Aujourd’hui, seules trois des quelque 1 400 espèces de chauves-souris connues sont des chauves-souris vampires, ou Desmodontinae – celles qui vivent uniquement du sang d’autres créatures, appelées hématophages. Ne pouvant être trouvées qu’en Amérique centrale et du Sud, Desmodus rotundus, Diphylla ecaudata et Diaemus youngi se révèlent proches, ce qui suggère que l’hématophagie n’a évolué qu’une seule fois chez les chauves-souris et que toutes les espèces de chauves-souris vampires, existantes et éteintes, ont toutes divergé à partir d’un ancêtre commun.
Une espèce assez mal connue
Les fossiles d’espèces de chauves-souris vampires éteintes peuvent nous aider à comprendre pourquoi les espèces d’aujourd’hui ont survécu. « L’importance de ces fossiles est multiple », estime le paléontologue Santiago Brizuela. « Les restes de chauves-souris fossiles sont rares en Argentine et cela confirme également la présence de l’espèce aux latitudes moyennes et au Pléistocène [le seul autre échantillon de l’espèce en Argentine est bien plus jeune]. »
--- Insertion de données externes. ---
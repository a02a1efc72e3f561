use runetile_game::{
    GameEngine, GameError, MemoryStore, PlayerStats, Position, ProviderError, QuestProvider,
    QuestRecord, RewardKind, SeededRandom, StatProvider, TileState, UnlockBlock,
    compute_visible_positions, generation_frontier,
};
use serde::Deserialize;

#[derive(Clone, Deserialize)]
struct Fixture {
    name: String,
    stats: PlayerStats,
    quests: Vec<QuestRecord>,
}

#[derive(Clone)]
struct Fixtures(Vec<Fixture>);

impl Fixtures {
    fn load() -> Self {
        Self(serde_json::from_str(include_str!("../../assets/data/players.json")).unwrap())
    }

    fn find(&self, player_name: &str) -> Result<&Fixture, ProviderError> {
        self.0
            .iter()
            .find(|fixture| fixture.name.eq_ignore_ascii_case(player_name))
            .ok_or_else(|| ProviderError::NotFound(player_name.to_string()))
    }
}

impl StatProvider for Fixtures {
    fn fetch_stats(&self, player_name: &str) -> Result<PlayerStats, ProviderError> {
        self.find(player_name).map(|fixture| fixture.stats)
    }
}

impl QuestProvider for Fixtures {
    fn fetch_quests(&self, player_name: &str) -> Result<Vec<QuestRecord>, ProviderError> {
        self.find(player_name).map(|fixture| fixture.quests.clone())
    }
}

fn engine(store: MemoryStore) -> GameEngine<MemoryStore, Fixtures, Fixtures> {
    let fixtures = Fixtures::load();
    GameEngine::new(store, fixtures.clone(), fixtures).with_clock(|| 1_714_521_600_000)
}

#[test]
fn progression_walk_keeps_invariants() {
    for (seed, player) in [(1_u64, "Iron Novice"), (2, "Mid Main"), (3, "Quest Cape"), (4, "Lynx Titan")] {
        let engine = engine(MemoryStore::new());
        let mut session = engine
            .start_session(player, Box::new(SeededRandom::new(seed)))
            .unwrap();
        let mut steps = 0;

        for _ in 0..60 {
            let state = session.state();
            let Some(target) = compute_visible_positions(state)
                .into_iter()
                .find(|position| session.tile_state(*position) == TileState::Locked)
            else {
                break;
            };
            if state.keys == 0 && session.purchase_keys(1).is_err() {
                break;
            }

            let keys_before = session.state().keys;
            session.unlock(&target.key()).unwrap();
            assert_eq!(session.state().keys, keys_before - 1);

            let task = session.task_at(target).cloned().unwrap();
            let (keys, gold) = (session.state().keys, session.state().gold);
            let completed = session.complete(&target.key()).unwrap();
            assert_eq!(completed, task);
            assert_eq!(
                u64::from(session.state().keys),
                u64::from(keys) + task.reward_total(RewardKind::Keys)
            );
            assert_eq!(session.state().gold, gold + task.reward_total(RewardKind::Gold));

            let state = session.state();
            assert!(state.completed_tiles.is_subset(&state.unlocked_tiles));
            assert!(state.visible_tiles.contains(Position::ORIGIN));
            for position in generation_frontier(state) {
                assert!(state.task_at(position).is_some(), "{player}: {position} lacks a task");
            }
            steps += 1;
        }
        assert!(steps >= 3, "{player} stalled after {steps} steps");
    }
}

#[test]
fn unlock_without_keys_is_rejected() {
    let engine = engine(MemoryStore::new());
    let mut session = engine
        .start_session("Iron Novice", Box::new(SeededRandom::new(9)))
        .unwrap();
    session.unlock("0,0").unwrap();
    assert_eq!(session.state().keys, 0);
    let err = session.unlock("1,0").unwrap_err();
    assert!(matches!(
        err,
        GameError::CannotUnlock {
            reason: UnlockBlock::NoKeys,
            ..
        }
    ));
    let err = session.unlock("0,0").unwrap_err();
    assert!(matches!(
        err,
        GameError::CannotUnlock {
            reason: UnlockBlock::AlreadyUnlocked,
            ..
        }
    ));
}

#[test]
fn saved_run_resumes_identically() {
    let store = MemoryStore::new();
    let first = engine(store.clone());
    let snapshot = {
        let mut session = first
            .start_session("Mid Main", Box::new(SeededRandom::new(21)))
            .unwrap();
        session.unlock("0,0").unwrap();
        session.complete("0,0").unwrap();
        session.unlock("1,0").unwrap();
        session.increment_slayer("Vannaka").unwrap();
        session.state().clone()
    };

    let second = engine(store);
    let session = second
        .start_session("mid main", Box::new(SeededRandom::new(99)))
        .unwrap();
    assert_eq!(session.state().unlocked_tiles, snapshot.unlocked_tiles);
    assert_eq!(session.state().completed_tiles, snapshot.completed_tiles);
    assert_eq!(session.state().keys, snapshot.keys);
    assert_eq!(session.state().gold, snapshot.gold);
    for (position, task) in &snapshot.tile_tasks {
        assert_eq!(session.task_at(*position), Some(task));
    }
    assert_eq!(session.roster().get("Vannaka").unwrap().tasks_completed, 1);
}

#[test]
fn switching_players_starts_a_new_run() {
    let store = MemoryStore::new();
    let engine = engine(store);
    {
        let mut session = engine
            .start_session("Mid Main", Box::new(SeededRandom::new(5)))
            .unwrap();
        session.unlock("0,0").unwrap();
    }
    let session = engine
        .start_session("Iron Novice", Box::new(SeededRandom::new(6)))
        .unwrap();
    assert_eq!(session.state().player_name, "Iron Novice");
    assert!(session.state().unlocked_tiles.is_empty());
    assert!(engine.persistence().has_existing_game("iron novice"));
    assert!(!engine.persistence().has_existing_game("Mid Main"));
}

#[test]
fn maxed_player_never_gets_skill_tasks() {
    let engine = engine(MemoryStore::new());
    let mut session = engine
        .start_session("Lynx Titan", Box::new(SeededRandom::new(31)))
        .unwrap();
    session.unlock("0,0").unwrap();
    session.complete("0,0").unwrap();
    session.unlock("1,0").unwrap();
    session.unlock("0,1").unwrap();
    let state = session.state();
    assert!(state.tile_tasks.len() > 5);
    assert!(state.tile_tasks.values().all(|task| task.skill().is_none()));
}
Nous savons globalement peu de choses sur D. draculae, dont la première description formelle remonte à 1988. Celle-ci a vécu pendant le Pléistocène en Amérique centrale et du Sud, jusqu’à assez récemment : des restes suffisamment jeunes pour ne pas s’être fossilisés ont été découverts, suggérant qu’elle ne s’est peut-être éteinte qu’il y a quelques centaines d’années. Il s’agit également de la plus grande chauve-souris vampire connue, se révélant environ 30 % plus grande que sa plus proche parente vivante, la chauve-souris vampire commune, avec une envergure estimée à environ 50 cm.
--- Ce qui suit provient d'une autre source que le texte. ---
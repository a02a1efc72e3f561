use crate::catalog::ItemTier;
use crate::position::Position;
use crate::random::RandomSource;
use crate::rewards::ExchangeRewards;
use crate::task::{Requirement, Task, TaskCategory, rewards};

use super::task_id;

pub(super) fn generate(
    position: Position,
    policy: &ExchangeRewards,
    rng: &mut dyn RandomSource,
) -> Task {
    let item_tier = ItemTier::ALL[rng.weighted_index(&policy.weights())];
    let items = item_tier.items();
    let item = items[rng.pick_index(items.len())];
    let tier = policy.tier(item_tier);
    let quantity = tier.quantity.draw(rng);

    Task {
        id: task_id(TaskCategory::GrandExchange, position),
        category: TaskCategory::GrandExchange,
        difficulty: tier.difficulty,
        title: format!("Grand Exchange: {item}"),
        description: format!("Buy {quantity}× {item} from the Grand Exchange"),
        requirements: vec![Requirement::Item {
            name: item.to_string(),
            quantity,
        }],
        rewards: rewards(tier.keys, tier.gold),
    }
}
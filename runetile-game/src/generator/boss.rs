use crate::catalog::{BOSSES, Boss};
use crate::position::Position;
use crate::random::RandomSource;
use crate::rewards::BossRewards;
use crate::task::{Requirement, Task, TaskCategory, rewards};

use super::task_id;

/// Boss tasks have no external inputs and cannot fail, which makes them the
/// fallback for every other category.
pub(super) fn generate(
    position: Position,
    policy: &BossRewards,
    rng: &mut dyn RandomSource,
) -> Task {
    let boss = &BOSSES[rng.pick_index(BOSSES.len())];
    build(position, boss, policy, rng)
}

fn build(position: Position, boss: &Boss, policy: &BossRewards, rng: &mut dyn RandomSource) -> Task {
    let tier = policy.tier(boss.tier);
    let kill_count = tier.kills.draw(rng);
    let gold = u64::from(kill_count).saturating_mul(tier.gold_per_kill);
    let wilderness = if boss.wilderness { " (Wilderness)" } else { "" };
    let plural = if kill_count == 1 { "" } else { "s" };

    Task {
        id: task_id(TaskCategory::Boss, position),
        category: TaskCategory::Boss,
        difficulty: tier.difficulty,
        title: format!("Boss: {}", boss.name),
        description: format!("Kill {}{wilderness} {kill_count} time{plural}", boss.name),
        requirements: vec![Requirement::Boss {
            name: boss.name.to_string(),
            kill_count,
        }],
        rewards: rewards(tier.keys, gold),
    }
}

#[cfg(test)]
mod tests {
    use super::*;
    use crate::catalog::{BossTier, bosses_in_tier};
    use crate::random::SeededRandom;
    use crate::task::{Difficulty, RewardKind};

    #[test]
    fn gold_scales_with_kill_count() {
        let policy = BossRewards::default();
        let mut rng = SeededRandom::new(21);
        for _ in 0..300 {
            let task = generate(Position::new(3, 3), &policy, &mut rng);
            let Some(Requirement::Boss { name, kill_count }) = task.requirements.first() else {
                panic!("boss requirement missing");
            };
            let boss = BOSSES.iter().find(|b| b.name == name.as_str()).unwrap();
            let tier = policy.tier(boss.tier);
            assert!(tier.kills.contains(*kill_count));
            assert_eq!(
                task.reward_total(RewardKind::Gold),
                u64::from(*kill_count) * tier.gold_per_kill
            );
            assert_eq!(task.reward_total(RewardKind::Keys), u64::from(tier.keys));
        }
    }

    #[test]
    fn only_elite_bosses_grant_keys() {
        let policy = BossRewards::default();
        let mut rng = SeededRandom::new(2);
        for tier in [BossTier::Low, BossTier::Mid, BossTier::High, BossTier::Elite] {
            let boss = bosses_in_tier(tier)[0];
            let task = build(Position::new(1, 0), boss, &policy, &mut rng);
            let keys = task.reward_total(RewardKind::Keys);
            assert_eq!(keys > 0, tier == BossTier::Elite, "{tier:?}");
        }
    }

    #[test]
    fn wilderness_bosses_are_flagged() {
        let policy = BossRewards::default();
        let mut rng = SeededRandom::new(4);
        let scorpia = BOSSES.iter().find(|b| b.name == "Scorpia").unwrap();
        let task = build(Position::new(0, 2), scorpia, &policy, &mut rng);
        assert!(task.description.starts_with("Kill Scorpia (Wilderness) "));
        assert_eq!(task.difficulty, Difficulty::Easy);
        assert_eq!(task.title, "Boss: Scorpia");
        assert_eq!(task.id, "boss_0,2");
    }
}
Décrite dans la revue Ameghiniana, la mâchoire a été récupérée dans des sédiments datant du Pléistocène, à l’intérieur d’une grotte située à proximité de Buenos Aires, qui se trouvait être l’antre d’un paresseux géant, probablement de la famille des Mylodontidae, à l’époque où la chauve-souris vivait. Ce qui constituerait un important indice concernant le mode de vie de D. draculae.
Le changement climatique comme cause possible de la disparition de D. draculae
Certains chercheurs pensent que ces chauves-souris géantes se nourrissaient de rongeurs ou de cerfs, mais d’autres soupçonnent que leurs proies étaient plutôt des représentants de la mégafaune. La découverte de restes d’une chauve-souris si étroitement associée à l’habitat des Mylodontidae pourrait signifier que cette dernière hypothèse est correcte. Si tel est le cas, cela serait cohérent avec les théories selon lesquelles l’espèce de chauve-souris a décliné suite à l’extinction de la mégafaune il y a environ 10 000 ans, bien qu’il soit impossible de statuer définitivement avec un seul spécimen.
La chauve-souris vampire commune ayant élu domicile à environ 400 kilomètres au nord de l’endroit où les restes ont été découverts, cela suggère également que le climat du site fossilifère était très différent il y a 100 000 ans et a pu jouer un rôle dans le déclin et la disparition de D. draculae.